Un petit chapitre de transition, une petite balade dans les sous-bois et le temps intransigeant qui chasse les nuages et les gens. 

La Femme dans le sous-bois d'André Hardy vous accompagne pour ce petit échange entre Jésus et Camille la femme de ménage.

Bonne lecture !

* * *

Camille frappa à la porte de la bibliothèque où elle savait trouver Jésus en ce jeudi matin. Voilà cinq jours qu'Amandine et Lucie avaient débarquées au manoir sans rien avoir emporté d'autres affaires que celles qu'elles avaient sur le dos. C'est-à-dire pour Lucie son pyjama par-dessus lequel elle avait enfilé son peignoir, et pour Amandine son pyjama également, assorti de son doudou qu'elle avait emporté machinalement hors de son lit.

Depuis samedi, il soufflait un vent furieux, vengeur et sanguinaire, qui déracinait les arbres, arrachait les fils électriques et retournait toute la région. Clécy n'était pas épargnée, même si le relief typique de ce territoire, constitué de collines, adoucissait un tantinet la violence du vent.

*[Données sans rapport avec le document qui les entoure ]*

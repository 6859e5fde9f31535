//! Graceful shutdown of the HTTP server and background tasks.

use std::future::Future;
use std::time::Duration;

use tokio::task::JoinHandle;
use tokio_util::sync::CancellationToken;
use tracing::{info, warn};

/// Owns the process-wide cancellation token and every task spawned under it.
pub struct ShutdownCoordinator {
    token: CancellationToken,
    tasks: Vec<(&'static str, JoinHandle<()>)>,
}

impl ShutdownCoordinator {
    /// Create a coordinator with a fresh token.
    pub fn new() -> Self {
        Self {
            token: CancellationToken::new(),
            tasks: Vec::new(),
        }
    }

    /// A clone of the cancellation token.
    pub fn token(&self) -> CancellationToken {
        self.token.clone()
    }

    /// Whether shutdown has been initiated.
    pub fn is_shutting_down(&self) -> bool {
        self.token.is_cancelled()
    }

    /// Spawn `task` and track it for [`shutdown`](Self::shutdown).
    ///
    /// The task is expected to observe [`token`](Self::token) itself.
    pub fn spawn<F>(&mut self, name: &'static str, task: F)
    where
        F: Future<Output = ()> + Send + 'static,
    {
        self.tasks.push((name, tokio::spawn(task)));
    }

    /// Number of tracked tasks.
    pub fn task_count(&self) -> usize {
        self.tasks.len()
    }

    /// Cancel the token and wait up to `timeout` for tracked tasks.
    ///
    /// Tasks still running after the timeout are aborted.
    pub async fn shutdown(self, timeout: Duration) {
        self.token.cancel();
        info!(
            task_count = self.tasks.len(),
            timeout_secs = timeout.as_secs(),
            "waiting for tasks to complete"
        );

        let (names, handles): (Vec<_>, Vec<_>) = self.tasks.into_iter().unzip();
        let aborts: Vec<_> = handles.iter().map(JoinHandle::abort_handle).collect();

        match tokio::time::timeout(timeout, futures::future::join_all(handles)).await {
            Ok(results) => {
                for (name, result) in names.iter().zip(results) {
                    if let Err(err) = result {
                        warn!(task = name, error = %err, "task ended abnormally");
                    }
                }
            }
            Err(_) => {
                warn!(?timeout, "shutdown timed out, aborting remaining tasks");
                for abort in aborts {
                    abort.abort();
                }
            }
        }
    }
}

impl Default for ShutdownCoordinator {
    fn default() -> Self {
        Self::new()
    }
}
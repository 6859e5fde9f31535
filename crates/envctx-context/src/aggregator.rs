//! Holiday/weather fan-out and context assembly.
//!
//! Both fetches run concurrently and are joined before assembly. A failed
//! fetch never cancels the other one: each outcome is reported to the
//! [`FetchObserver`] and then degraded independently, holidays to an empty
//! list and weather to `None`.

use std::sync::Arc;

use chrono::{DateTime, Datelike};
use chrono_tz::Tz;
use envctx_core::metrics::PROVIDER_FETCH_TOTAL;
use envctx_core::{
    EnvironmentContext, FetchOutcome, Holiday, LocaleInfo, ProviderError, ResolvedLocation,
    WeatherSnapshot,
};
use envctx_providers::{HolidayProvider, WeatherProvider};
use tracing::{debug, warn};

use crate::temporal::derive_temporal;

/// Summary of one fetch, handed to the observer.
#[derive(Debug)]
pub struct FetchReport<'a> {
    /// Provider name.
    pub provider: &'static str,
    /// `complete`, `partial` or `failed`.
    pub outcome: &'static str,
    /// The failure, for `failed` outcomes.
    pub error: Option<&'a ProviderError>,
    /// Dropped pieces, for `partial` outcomes.
    pub skipped: &'a [String],
}

impl<'a> FetchReport<'a> {
    /// Summarize `outcome` for `provider`.
    pub fn of<T>(provider: &'static str, outcome: &'a FetchOutcome<T>) -> Self {
        let (error, skipped): (Option<&ProviderError>, &[String]) = match outcome {
            FetchOutcome::Complete(_) => (None, &[]),
            FetchOutcome::Partial { skipped, .. } => (None, skipped),
            FetchOutcome::Failed(err) => (Some(err), &[]),
        };
        Self {
            provider,
            outcome: outcome.label(),
            error,
            skipped,
        }
    }
}

/// Hook notified of every fetch outcome before it is degraded.
pub trait FetchObserver: Send + Sync {
    /// Called once per fetch.
    fn observe(&self, report: &FetchReport<'_>);
}

/// Default observer: logs degraded fetches and counts every outcome.
#[derive(Clone, Copy, Debug, Default)]
pub struct TracingObserver;

impl FetchObserver for TracingObserver {
    fn observe(&self, report: &FetchReport<'_>) {
        metrics::counter!(
            PROVIDER_FETCH_TOTAL,
            "provider" => report.provider,
            "outcome" => report.outcome
        )
        .increment(1);

        if let Some(err) = report.error {
            warn!(
                provider = report.provider,
                error = %err,
                kind = err.kind(),
                "provider fetch failed, degrading"
            );
        } else if !report.skipped.is_empty() {
            debug!(
                provider = report.provider,
                skipped = ?report.skipped,
                "provider returned partial data"
            );
        }
    }
}

/// Combines all facets of an [`EnvironmentContext`].
pub struct ContextAggregator {
    holidays: Arc<dyn HolidayProvider>,
    weather: Arc<dyn WeatherProvider>,
    observer: Arc<dyn FetchObserver>,
}

impl ContextAggregator {
    /// Aggregator reporting to a [`TracingObserver`].
    pub fn new(holidays: Arc<dyn HolidayProvider>, weather: Arc<dyn WeatherProvider>) -> Self {
        Self {
            holidays,
            weather,
            observer: Arc::new(TracingObserver),
        }
    }

    /// Replace the observer.
    #[must_use]
    pub fn with_observer(mut self, observer: Arc<dyn FetchObserver>) -> Self {
        self.observer = observer;
        self
    }

    /// Build the context for `location` at `now`. Never fails.
    pub async fn aggregate(
        &self,
        location: ResolvedLocation,
        locale: LocaleInfo,
        now: &DateTime<Tz>,
    ) -> EnvironmentContext {
        let (holidays, weather) = tokio::join!(
            self.fetch_holidays(location.country_code.as_deref(), now.year()),
            self.fetch_weather(location.lat, location.lon),
        );

        EnvironmentContext {
            location,
            date_time: derive_temporal(now),
            holidays,
            weather,
            locale,
        }
    }

    async fn fetch_holidays(&self, country_code: Option<&str>, year: i32) -> Vec<Holiday> {
        let Some(country_code) = country_code else {
            return Vec::new();
        };
        let outcome = self.holidays.holidays(country_code, year).await;
        self.observer
            .observe(&FetchReport::of(self.holidays.name(), &outcome));
        outcome.into_value().unwrap_or_default()
    }

    async fn fetch_weather(&self, lat: f64, lon: f64) -> Option<WeatherSnapshot> {
        let outcome = self.weather.current(lat, lon).await;
        self.observer
            .observe(&FetchReport::of(self.weather.name(), &outcome));
        outcome.into_value()
    }
}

Samedi, en toute fin d'après-midi, la voiture de Jésus avait été garée dans la cour, et cinq personnes avachies en étaient sorties. Elles n'avaient pas pu accéder à leur logement, pour des raisons de sécurité, mais un pompier conciliant leur avait révélé que, si le salon avait été complètement ravagé, les deux chambres, situées à l'opposé, n'avaient pas subi autant de dégâts, et qu'elles pourraient sans doute venir récupérer des affaires au cours de la semaine.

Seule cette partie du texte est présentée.